TRUTH, Beloved . . .
. . . There is no need for confusion in our day. The following three holy Bishops have simply stated the immutable (that is, unchanging) truths of our Holy Catholic Church and of “the faith once delivered to the saints.” Please do read the article in full and be at peace.

Abp Tomash Peta, Abp Jan Pawel Lenga, and Bishop Athanasius Schneider
LifeSiteNews.com
Full text of Kazakhstan Catholic Bishops statement on
Amoris Laetitia
Profession of the immutable truths about sacramental marriage
After the publication of the Apostolic Exhortation “Amoris laetitia” (2016) various bishops issued at local, regional, and national levels applicable norms regarding the sacramental discipline of those faithful, called “divorced and remarried,” who having still a living spouse to whom they are united with a valid sacramental matrimonial bond, have nevertheless begun a stable cohabitation more uxorio with a person who is not their legitimate spouse.

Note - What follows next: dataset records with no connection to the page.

//! Application descriptor embedded at the start of a firmware image
//!
//! Layout (little endian), starting at [`APP_DESC_OFFSET`]:
//!
//! | offset | size | field            |
//! |--------|------|------------------|
//! | 0      | 4    | magic word       |
//! | 4      | 4    | secure version   |
//! | 8      | 8    | reserved         |
//! | 16     | 32   | version          |
//! | 48     | 32   | project name     |
//! | 80     | 16   | compile time     |
//! | 96     | 16   | compile date     |
//! | 112    | 32   | SDK version      |
//! | 144    | 32   | ELF SHA-256      |

use otaflow_core::{ImageDescriptor, TransportError};

/// First byte of every valid image
pub const IMAGE_MAGIC: u8 = 0xE9;
/// Descriptor position: image header plus first segment header
pub const APP_DESC_OFFSET: usize = 0x20;
/// Marks a valid descriptor
pub const APP_DESC_MAGIC: u32 = 0xABCD_5432;
/// Bytes of the descriptor that are parsed
pub const APP_DESC_LEN: usize = 176;

/// Bytes needed from the start of the image to parse the descriptor
pub const DESCRIPTOR_PREFIX_LEN: usize = APP_DESC_OFFSET + APP_DESC_LEN;

/// Parse the descriptor from the first bytes of an image
///
/// # Errors
/// `NoDescriptor` if `image` is too short or the magic word does not match.
pub fn parse_app_descriptor(image: &[u8]) -> Result<ImageDescriptor, TransportError> {
    let desc = image
        .get(APP_DESC_OFFSET..DESCRIPTOR_PREFIX_LEN)
        .ok_or_else(|| {
            TransportError::NoDescriptor(format!(
                "image too short: {} of {DESCRIPTOR_PREFIX_LEN} bytes",
                image.len()
            ))
        })?;

    let magic = read_u32(desc, 0);
    if magic != APP_DESC_MAGIC {
        return Err(TransportError::NoDescriptor(format!(
            "bad magic word 0x{magic:08x}"
        )));
    }

    Ok(ImageDescriptor {
        secure_version: read_u32(desc, 4),
        version: c_string(&desc[16..48]),
        project_name: c_string(&desc[48..80]),
        compile_time: c_string(&desc[80..96]),
        compile_date: c_string(&desc[96..112]),
        sdk_version: c_string(&desc[112..144]),
        elf_sha256: hex::encode(&desc[144..176]),
    })
}

fn read_u32(buf: &[u8], at: usize) -> u32 {
    let mut word = [0u8; 4];
    word.copy_from_slice(&buf[at..at + 4]);
    u32::from_le_bytes(word)
}

/// NUL-terminated, possibly unterminated, fixed-width string
fn c_string(field: &[u8]) -> String {
    let end = field.iter().position(|b| *b == 0).unwrap_or(field.len());
    String::from_utf8_lossy(&field[..end]).into_owned()
}

/// Build an image prefix carrying a descriptor, for tests
#[cfg(test)]
pub(crate) fn sample_image(version: &str, project: &str, len: usize) -> Vec<u8> {
    fn put(buf: &mut [u8], at: usize, width: usize, value: &str) {
        let bytes = value.as_bytes();
        let n = bytes.len().min(width);
        buf[at..at + n].copy_from_slice(&bytes[..n]);
    }

    let mut image = vec![0u8; len.max(DESCRIPTOR_PREFIX_LEN)];
    image[0] = IMAGE_MAGIC;
    let d = APP_DESC_OFFSET;
    image[d..d + 4].copy_from_slice(&APP_DESC_MAGIC.to_le_bytes());
    image[d + 4..d + 8].copy_from_slice(&3u32.to_le_bytes());
    put(&mut image, d + 16, 32, version);
    put(&mut image, d + 48, 32, project);
    put(&mut image, d + 80, 16, "12:30:00");
    put(&mut image, d + 96, 16, "Oct 19 2026");
    put(&mut image, d + 112, 32, "v5.2.1");
    image[d + 144..d + 176].fill(0xAB);
    image
}

#[cfg(test)]
mod tests {
    use super::*;

    #[test]
    fn test_parse_descriptor() {
        let image = sample_image("2.0.1", "light-controller", 1024);

        let desc = parse_app_descriptor(&image).unwrap();

        assert_eq!(desc.version, "2.0.1");
        assert_eq!(desc.project_name, "light-controller");
        assert_eq!(desc.secure_version, 3);
        assert_eq!(desc.compile_date, "Oct 19 2026");
        assert_eq!(desc.compile_time, "12:30:00");
        assert_eq!(desc.sdk_version, "v5.2.1");
        assert_eq!(desc.elf_sha256, "ab".repeat(32));
    }

    #[test]
    fn test_full_width_field_without_nul() {
        let long = "x".repeat(40);
        let image = sample_image(&long, "p", 0);

        let desc = parse_app_descriptor(&image).unwrap();

        assert_eq!(desc.version, "x".repeat(32));
    }

    #[test]
    fn test_rejects_short_image() {
        let err = parse_app_descriptor(&[IMAGE_MAGIC; 64]).unwrap_err();
        assert!(matches!(err, TransportError::NoDescriptor(_)));
    }

    #[test]
    fn test_rejects_bad_magic() {
        let mut image = sample_image("1.0.0", "p", 0);
        image[APP_DESC_OFFSET] ^= 0xFF;

        let err = parse_app_descriptor(&image).unwrap_err();
        assert!(err.to_string().contains("bad magic word"));
    }
}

The aforementioned rules provide inter alia that in individual cases the persons, called “divorced and remarried,” may receive the sacrament of Penance and Holy Communion, while continuing to live habitually and intentionally more uxorio with a person who is not their legitimate spouse. These pastoral norms have received approval from various hierarchical authorities. Some of these norms have received approval even from the supreme authority of the Church.

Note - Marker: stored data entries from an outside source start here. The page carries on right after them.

//! Worker thread: waits for triggers and runs one attempt at a time

use std::sync::Arc;
use std::thread;
use std::time::Instant;

use chrono::Utc;
use tracing::{debug, error, info, warn};

use crate::flags::Flags;
use crate::request::UpdateRequest;
use crate::state::{AttemptOutcome, DROPPED_MESSAGE, Stage};
use crate::traits::{FirmwareSession, StepOutcome};

use super::Shared;

/// Attempt state machine, advanced until `Finished`
enum Phase {
    Connecting(Arc<UpdateRequest>),
    Transferring(Box<dyn FirmwareSession>),
    Verifying(Box<dyn FirmwareSession>),
    Finished(AttemptOutcome),
}

/// Worker thread body
pub(super) fn run(shared: &Shared) {
    let _exit = ExitGuard(shared);
    shared.flags.set(Flags::WORKER_RUNNING);
    info!(worker = %shared.config.worker_name, "ota worker running");

    loop {
        let bits = shared.flags.wait_any(
            Flags::START_REQUESTED | Flags::END_REQUESTED,
            false,
            None,
        );
        if bits.contains(Flags::END_REQUESTED) {
            if bits.contains(Flags::START_REQUESTED) {
                warn!("end requested, dropping pending trigger");
                shared.session.set_message(DROPPED_MESSAGE);
            }
            break;
        }

        let prev = shared
            .flags
            .transition(Flags::START_REQUESTED, Flags::REQUEST_RUNNING);
        if !prev.contains(Flags::START_REQUESTED) {
            continue;
        }
        debug_assert!(!prev.intersects(
            Flags::REQUEST_RUNNING
                | Flags::VERIFYING
                | Flags::REQUEST_FINISHED
                | Flags::REQUEST_SUCCEEDED
        ));

        shared.session.begin_attempt();
        let mut attempt = AttemptGuard::new(shared);

        let request = shared.pending_request().clone();
        let outcome = match request {
            Some(request) => run_attempt(shared, request),
            None => AttemptOutcome::Failed {
                stage: Stage::Begin,
                cause: "no request published".to_string(),
            },
        };
        attempt.finalize(&outcome);
    }

    info!(worker = %shared.config.worker_name, "ota worker exiting");
}

fn run_attempt(shared: &Shared, request: Arc<UpdateRequest>) -> AttemptOutcome {
    let mut phase = Phase::Connecting(request);
    loop {
        phase = match phase {
            Phase::Connecting(request) => connect(shared, &request),
            Phase::Transferring(session) => transfer(shared, session),
            Phase::Verifying(session) => verify(shared, session),
            Phase::Finished(outcome) => return outcome,
        };
    }
}

fn connect(shared: &Shared, request: &UpdateRequest) -> Phase {
    info!(url = %request.url, "ota begin...");
    let mut session = match shared.transport.begin(request) {
        Ok(session) => session,
        Err(e) => {
            error!(url = %request.url, error = %e, "ota begin failed");
            return Phase::Finished(AttemptOutcome::Failed {
                stage: Stage::Begin,
                cause: e.to_string(),
            });
        }
    };

    match session.image_descriptor() {
        Ok(descriptor) => {
            info!(
                project = %descriptor.project_name,
                version = %descriptor.version,
                "remote image descriptor"
            );
            shared.session.set_image_descriptor(Some(descriptor));
        }
        Err(e) => {
            warn!(error = %e, "could not read image descriptor");
            shared.session.set_image_descriptor(None);
        }
    }

    let total = session.total_size().filter(|size| *size > 0);
    match total {
        Some(size) => info!(total_size = size, "image size"),
        None => warn!("image size unknown"),
    }
    shared.session.set_total_size(total);

    Phase::Transferring(session)
}

fn transfer(shared: &Shared, mut session: Box<dyn FirmwareSession>) -> Phase {
    info!("ota transfer...");
    let yield_every = shared.config.yield_interval();
    let mut last_yield = Instant::now();

    loop {
        match session.step() {
            StepOutcome::InProgress(bytes) => {
                shared.session.record_progress(bytes);

                if last_yield.elapsed() >= yield_every {
                    last_yield = Instant::now();
                    thread::yield_now();
                }

                let prev = shared.flags.clear(Flags::ABORT_REQUESTED);
                if prev.contains(Flags::ABORT_REQUESTED) {
                    warn!(progress = shared.session.progress(), "abort request received");
                    return Phase::Finished(AttemptOutcome::Aborted);
                }
            }
            StepOutcome::Done => {
                shared.session.record_progress(session.bytes_read());
                info!(bytes = session.bytes_read(), "ota transfer done");
                return Phase::Verifying(session);
            }
            StepOutcome::Error(e) => {
                error!(error = %e, progress = shared.session.progress(), "ota transfer failed");
                return Phase::Finished(AttemptOutcome::Failed {
                    stage: Stage::Transfer,
                    cause: e.to_string(),
                });
            }
        }
    }
}

fn verify(shared: &Shared, session: Box<dyn FirmwareSession>) -> Phase {
    shared.flags.set(Flags::VERIFYING);
    info!("ota finish...");

    match session.finish() {
        Ok(()) => {
            info!("ota finish succeeded");
            Phase::Finished(AttemptOutcome::Succeeded)
        }
        Err(e) => {
            error!(error = %e, "ota finish failed");
            Phase::Finished(AttemptOutcome::Failed {
                stage: Stage::Finish,
                cause: e.to_string(),
            })
        }
    }
}

/// Publishes the outcome of an attempt, including one cut short by a panic
struct AttemptGuard<'a> {
    shared: &'a Shared,
    finalized: bool,
}

impl<'a> AttemptGuard<'a> {
    fn new(shared: &'a Shared) -> Self {
        Self {
            shared,
            finalized: false,
        }
    }

    fn finalize(&mut self, outcome: &AttemptOutcome) {
        self.finalized = true;

        let session = &self.shared.session;
        match outcome {
            AttemptOutcome::Succeeded => session.clear_message(),
            other => session.set_message(other.message(Utc::now().timestamp_millis())),
        }

        // Message is in place before REQUEST_FINISHED becomes visible.
        self.shared.flags.transition(
            Flags::REQUEST_RUNNING | Flags::VERIFYING | Flags::ABORT_REQUESTED,
            outcome.terminal_flags(),
        );

        info!(
            succeeded = matches!(outcome, AttemptOutcome::Succeeded),
            progress = session.progress(),
            "ota attempt finished"
        );
    }
}

impl Drop for AttemptGuard<'_> {
    fn drop(&mut self) {
        if !self.finalized {
            self.finalize(&AttemptOutcome::Failed {
                stage: Stage::Transfer,
                cause: "worker panicked".to_string(),
            });
        }
    }
}

/// Marks the worker as gone however the thread exits
///
/// Requests nobody will serve are wiped in the same transition.
struct ExitGuard<'a>(&'a Shared);

impl Drop for ExitGuard<'_> {
    fn drop(&mut self) {
        self.0.flags.transition(
            Flags::WORKER_RUNNING
                | Flags::END_REQUESTED
                | Flags::START_REQUESTED
                | Flags::ABORT_REQUESTED,
            Flags::WORKER_ENDED,
        );
        debug!(worker = %self.0.config.worker_name, "ota worker ended");
    }
}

The spread of these ecclesiastically approved pastoral norms has caused a considerable and ever increasing confusion among the faithful and the clergy, a confusion that touches the central manifestations of the life of the Church, such as sacramental marriage with the family, the domestic church, and the sacrament of the Most Holy Eucharist.

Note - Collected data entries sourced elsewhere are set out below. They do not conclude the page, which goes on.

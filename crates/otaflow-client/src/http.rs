//! HTTP client for the otaflow daemon

use reqwest::{Client, Response};
use serde::de::DeserializeOwned;
use tracing::debug;
use url::Url;

use otaflow_api::{
    requests::TriggerRequest,
    responses::{ApiError, HealthResponse, StatusResponse},
};

use crate::error::{ClientError, Result};

/// HTTP client for communicating with the otaflow daemon
#[derive(Debug, Clone)]
pub struct HttpClient {
    client: Client,
    base_url: Url,
}

impl HttpClient {
    /// Create a new HTTP client
    ///
    /// # Errors
    /// Returns an error if the base URL is invalid.
    pub fn new(base_url: impl AsRef<str>) -> Result<Self> {
        Self::with_client(base_url, Client::new())
    }

    /// Create a new HTTP client with custom `reqwest::Client`
    ///
    /// # Errors
    /// Returns an error if the base URL is invalid.
    pub fn with_client(base_url: impl AsRef<str>, client: Client) -> Result<Self> {
        let base_url = Url::parse(base_url.as_ref())?;
        Ok(Self { client, base_url })
    }

    fn url(&self, path: &str) -> Result<Url> {
        self.base_url.join(path).map_err(ClientError::Url)
    }

    /// Turn a non-success response into `ClientError::Api`
    async fn check(response: Response) -> Result<Response> {
        let status = response.status();
        if status.is_success() {
            return Ok(response);
        }

        let body = response.text().await.unwrap_or_default();
        let (code, message) = match serde_json::from_str::<ApiError>(&body) {
            Ok(err) => (Some(err.code), err.message),
            Err(_) => (None, body),
        };
        Err(ClientError::Api {
            status: status.as_u16(),
            code,
            message,
        })
    }

    async fn get<T: DeserializeOwned>(&self, path: &str) -> Result<T> {
        let url = self.url(path)?;
        debug!(url = %url, "GET");
        let response = Self::check(self.client.get(url).send().await?).await?;
        Ok(response.json().await?)
    }

    /// Check daemon health
    ///
    /// # Errors
    /// Returns an error if the request fails.
    pub async fn health(&self) -> Result<HealthResponse> {
        self.get("/health").await
    }

    /// Current update status
    ///
    /// # Errors
    /// Returns an error if the request fails.
    pub async fn status(&self) -> Result<StatusResponse> {
        self.get("/api/v1/ota").await
    }

    /// Start a firmware update
    ///
    /// # Errors
    /// Returns `ClientError::Api` if the daemon rejects the trigger.
    pub async fn trigger(&self, request: &TriggerRequest) -> Result<()> {
        let url = self.url("/api/v1/ota/trigger")?;
        debug!(url = %url, firmware = %request.url, "POST");
        Self::check(self.client.post(url).json(request).send().await?).await?;
        Ok(())
    }

    /// Cancel the update in flight
    ///
    /// # Errors
    /// Returns `ClientError::Api` if nothing is running.
    pub async fn abort(&self) -> Result<()> {
        let url = self.url("/api/v1/ota/abort")?;
        debug!(url = %url, "POST");
        Self::check(self.client.post(url).send().await?).await?;
        Ok(())
    }
}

(Please click here to read the full article. However, for those who may not be able to read the full article for any reason, we have posted immediately below, its conclusion. Our deep gratitude to and for such Shepherds of the Church.)
Being bishops in the pastoral office, who promote the Catholic and Apostolic faith (“cultores catholicae et apostolicae fidei,” see Missale Romanum, Canon Romanus), we are aware of this grave responsibility and our duty before the faithful who await from us a public and unequivocal profession of the truth and the immutable discipline of the Church regarding the indissolubility of marriage. For this reason we are not allowed to be silent.
We affirm therefore in the spirit of St. John the Baptist, of St. John Fisher, of St. Thomas More, of Blessed Laura Vicuña and of numerous known and unknown confessors and martyrs of the indissolubility of marriage:
It is not licit (non licet) to justify, approve, or legitimize either directly or indirectly divorce and a non-conjugal stable sexual relationship through the sacramental discipline of the admission of so-called “divorced and remarried” to Holy Communion, in this case a discipline alien to the entire Tradition of the Catholic and Apostolic faith.
By making this public profession before our conscience and before God who will judge us, we are sincerely convinced that we have provided a service of charity in truth to the Church of our day and to the Supreme Pontiff, Successor of Saint Peter and Vicar of Christ on earth.
31 December 2017, the Feast of the Holy Family, in the year of the centenary of the apparitions of Our Lady at Fatima.